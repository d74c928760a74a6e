/// The lazy result iterator behind [`crate::scanner::scan`].
///
/// Directories are descended by `jwalk`; everything else is stat'ed with
/// symlinks followed, the same way a plain `metadata` call would see it.
/// Symlinks to directories are therefore neither descended nor reported.
use crate::error::{Error, Result};
use crate::scanner::ScanEntry;
use std::fs;
use std::io;
use std::iter::FusedIterator;
use std::path::{Path, PathBuf};
use std::time::Instant;
use tracing::{debug, info};

type WalkItem = std::result::Result<jwalk::DirEntry<((), ())>, jwalk::Error>;

/// Single-pass iterator over files at or above the threshold.
///
/// Yields `Err` for recoverable entry errors and keeps going. Once the walk
/// is exhausted, or the root itself fails, it only returns `None`.
pub struct BigFiles {
    root: PathBuf,
    min_size: u128,
    walker: Box<dyn Iterator<Item = WalkItem>>,
    started: Instant,
    matched: u64,
    errors: u64,
    done: bool,
}

impl BigFiles {
    pub(crate) fn new(
        root: PathBuf,
        min_size: u128,
        walker: impl Iterator<Item = WalkItem> + 'static,
    ) -> Self {
        Self {
            root,
            min_size,
            walker: Box::new(walker),
            started: Instant::now(),
            matched: 0,
            errors: 0,
            done: false,
        }
    }

    /// Root folder of this scan.
    pub fn root(&self) -> &Path {
        &self.root
    }

    /// Threshold in bytes.
    pub fn min_size(&self) -> u128 {
        self.min_size
    }

    fn finish(&mut self) {
        self.done = true;
        info!(
            "Scan of {} complete: {} files matched, {} errors in {:?}",
            self.root.display(),
            self.matched,
            self.errors,
            self.started.elapsed()
        );
    }

    /// Map a walk error to the root or entry variant.
    ///
    /// `jwalk` reports an unreadable directory on the directory's own entry
    /// (`read_children_error`), so `at_root` comes from that entry's depth.
    fn walk_error(&mut self, err: jwalk::Error, fallback: &Path, at_root: bool) -> Error {
        let path = err
            .path()
            .map(Path::to_path_buf)
            .unwrap_or_else(|| fallback.to_path_buf());
        let message = err.to_string();
        let source = err
            .into_io_error()
            .unwrap_or_else(|| io::Error::other(message));

        self.errors += 1;
        if at_root {
            self.finish();
            Error::RootAccess { path, source }
        } else {
            debug!("Walk error: {source}: {}", path.display());
            Error::EntryAccess { path, source }
        }
    }
}

impl Iterator for BigFiles {
    type Item = Result<ScanEntry>;

    fn next(&mut self) -> Option<Self::Item> {
        if self.done {
            return None;
        }

        loop {
            let mut entry = match self.walker.next() {
                Some(Ok(entry)) => entry,
                Some(Err(err)) => {
                    let root = self.root.clone();
                    let at_root = err.path() == Some(root.as_path());
                    return Some(Err(self.walk_error(err, &root, at_root)));
                }
                None => {
                    self.finish();
                    return None;
                }
            };

            if entry.file_type().is_dir() {
                if let Some(err) = entry.read_children_error.take() {
                    let dir = entry.path();
                    return Some(Err(self.walk_error(err, &dir, entry.depth == 0)));
                }
                continue;
            }

            let path = entry.path();
            match file_size(&path) {
                Ok(Some(size)) if u128::from(size) >= self.min_size => {
                    self.matched += 1;
                    return Some(Ok(ScanEntry { path, size }));
                }
                Ok(_) => continue,
                Err(Error::DanglingSymlink { path }) => {
                    debug!("Skipping dangling symlink {}", path.display());
                    continue;
                }
                Err(err) => {
                    self.errors += 1;
                    debug!("Entry error: {err}");
                    return Some(Err(err));
                }
            }
        }
    }
}

impl FusedIterator for BigFiles {}

/// Size of the regular file at `path`, following symlinks.
///
/// `Ok(None)` when the target exists but is not a regular file.
pub(crate) fn file_size(path: &Path) -> Result<Option<u64>> {
    match fs::metadata(path) {
        Ok(meta) if meta.is_file() => Ok(Some(meta.len())),
        Ok(_) => Ok(None),
        Err(source) => Err(classify_stat_error(path, source)),
    }
}

/// Only a not-found error on a path that is itself a symlink is a dangling
/// link. A file that vanished between listing and stat is an entry error.
pub(crate) fn classify_stat_error(path: &Path, source: io::Error) -> Error {
    let is_symlink = fs::symlink_metadata(path)
        .map(|meta| meta.file_type().is_symlink())
        .unwrap_or(false);

    if source.kind() == io::ErrorKind::NotFound && is_symlink {
        Error::DanglingSymlink {
            path: path.to_path_buf(),
        }
    } else {
        Error::EntryAccess {
            path: path.to_path_buf(),
            source,
        }
    }
}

════

About this exercise - Transcribe the entire listing above exactly.

Exercise answer -
repository d74c928760a74a6e
/// The lazy result iterator behind [`crate::scanner::scan`].
///
/// Directories are descended by `jwalk`; everything else is stat'ed with
/// symlinks followed, the same way a plain `metadata` call would see it.
/// Symlinks to directories are therefore neither descended nor reported.
use crate::error::{Error, Result};
use crate::scanner::ScanEntry;
use std::fs;
use std::io;
use std::iter::FusedIterator;
use std::path::{Path, PathBuf};
use std::time::Instant;
use tracing::{debug, info};

type WalkItem = std::result::Result<jwalk::DirEntry<((), ())>, jwalk::Error>;

/// Single-pass iterator over files at or above the threshold.
///
/// Yields `Err` for recoverable entry errors and keeps going. Once the walk
/// is exhausted, or the root itself fails, it only returns `None`.
pub struct BigFiles {
    root: PathBuf,
    min_size: u128,
    walker: Box<dyn Iterator<Item = WalkItem>>,
    started: Instant,
    matched: u64,
    errors: u64,
    done: bool,
}

impl BigFiles {
    pub(crate) fn new(
        root: PathBuf,
        min_size: u128,
        walker: impl Iterator<Item = WalkItem> + 'static,
    ) -> Self {
        Self {
            root,
            min_size,
            walker: Box::new(walker),
            started: Instant::now(),
            matched: 0,
            errors: 0,
            done: false,
        }
    }

    /// Root folder of this scan.
    pub fn root(&self) -> &Path {
        &self.root
    }

    /// Threshold in bytes.
    pub fn min_size(&self) -> u128 {
        self.min_size
    }

    fn finish(&mut self) {
        self.done = true;
        info!(
            "Scan of {} complete: {} files matched, {} errors in {:?}",
            self.root.display(),
            self.matched,
            self.errors,
            self.started.elapsed()
        );
    }

    /// Map a walk error to the root or entry variant.
    ///
    /// `jwalk` reports an unreadable directory on the directory's own entry
    /// (`read_children_error`), so `at_root` comes from that entry's depth.
    fn walk_error(&mut self, err: jwalk::Error, fallback: &Path, at_root: bool) -> Error {
        let path = err
            .path()
            .map(Path::to_path_buf)
            .unwrap_or_else(|| fallback.to_path_buf());
        let message = err.to_string();
        let source = err
            .into_io_error()
            .unwrap_or_else(|| io::Error::other(message));

        self.errors += 1;
        if at_root {
            self.finish();
            Error::RootAccess { path, source }
        } else {
            debug!("Walk error: {source}: {}", path.display());
            Error::EntryAccess { path, source }
        }
    }
}

impl Iterator for BigFiles {
    type Item = Result<ScanEntry>;

    fn next(&mut self) -> Option<Self::Item> {
        if self.done {
            return None;
        }

        loop {
            let mut entry = match self.walker.next() {
                Some(Ok(entry)) => entry,
                Some(Err(err)) => {
                    let root = self.root.clone();
                    let at_root = err.path() == Some(root.as_path());
                    return Some(Err(self.walk_error(err, &root, at_root)));
                }
                None => {
                    self.finish();
                    return None;
                }
            };

            if entry.file_type().is_dir() {
                if let Some(err) = entry.read_children_error.take() {
                    let dir = entry.path();
                    return Some(Err(self.walk_error(err, &dir, entry.depth == 0)));
                }
                continue;
            }

            let path = entry.path();
            match file_size(&path) {
                Ok(Some(size)) if u128::from(size) >= self.min_size => {
                    self.matched += 1;
                    return Some(Ok(ScanEntry { path, size }));
                }
                Ok(_) => continue,
                Err(Error::DanglingSymlink { path }) => {
                    debug!("Skipping dangling symlink {}", path.display());
                    continue;
                }
                Err(err) => {
                    self.errors += 1;
                    debug!("Entry error: {err}");
                    return Some(Err(err));
                }
            }
        }
    }
}

impl FusedIterator for BigFiles {}

/// Size of the regular file at `path`, following symlinks.
///
/// `Ok(None)` when the target exists but is not a regular file.
pub(crate) fn file_size(path: &Path) -> Result<Option<u64>> {
    match fs::metadata(path) {
        Ok(meta) if meta.is_file() => Ok(Some(meta.len())),
        Ok(_) => Ok(None),
        Err(source) => Err(classify_stat_error(path, source)),
    }
}

/// Only a not-found error on a path that is itself a symlink is a dangling
/// link. A file that vanished between listing and stat is an entry error.
pub(crate) fn classify_stat_error(path: &Path, source: io::Error) -> Error {
    let is_symlink = fs::symlink_metadata(path)
        .map(|meta| meta.file_type().is_symlink())
        .unwrap_or(false);

    if source.kind() == io::ErrorKind::NotFound && is_symlink {
        Error::DanglingSymlink {
            path: path.to_path_buf(),
        }
    } else {
        Error::EntryAccess {
            path: path.to_path_buf(),
            source,
        }
    }
}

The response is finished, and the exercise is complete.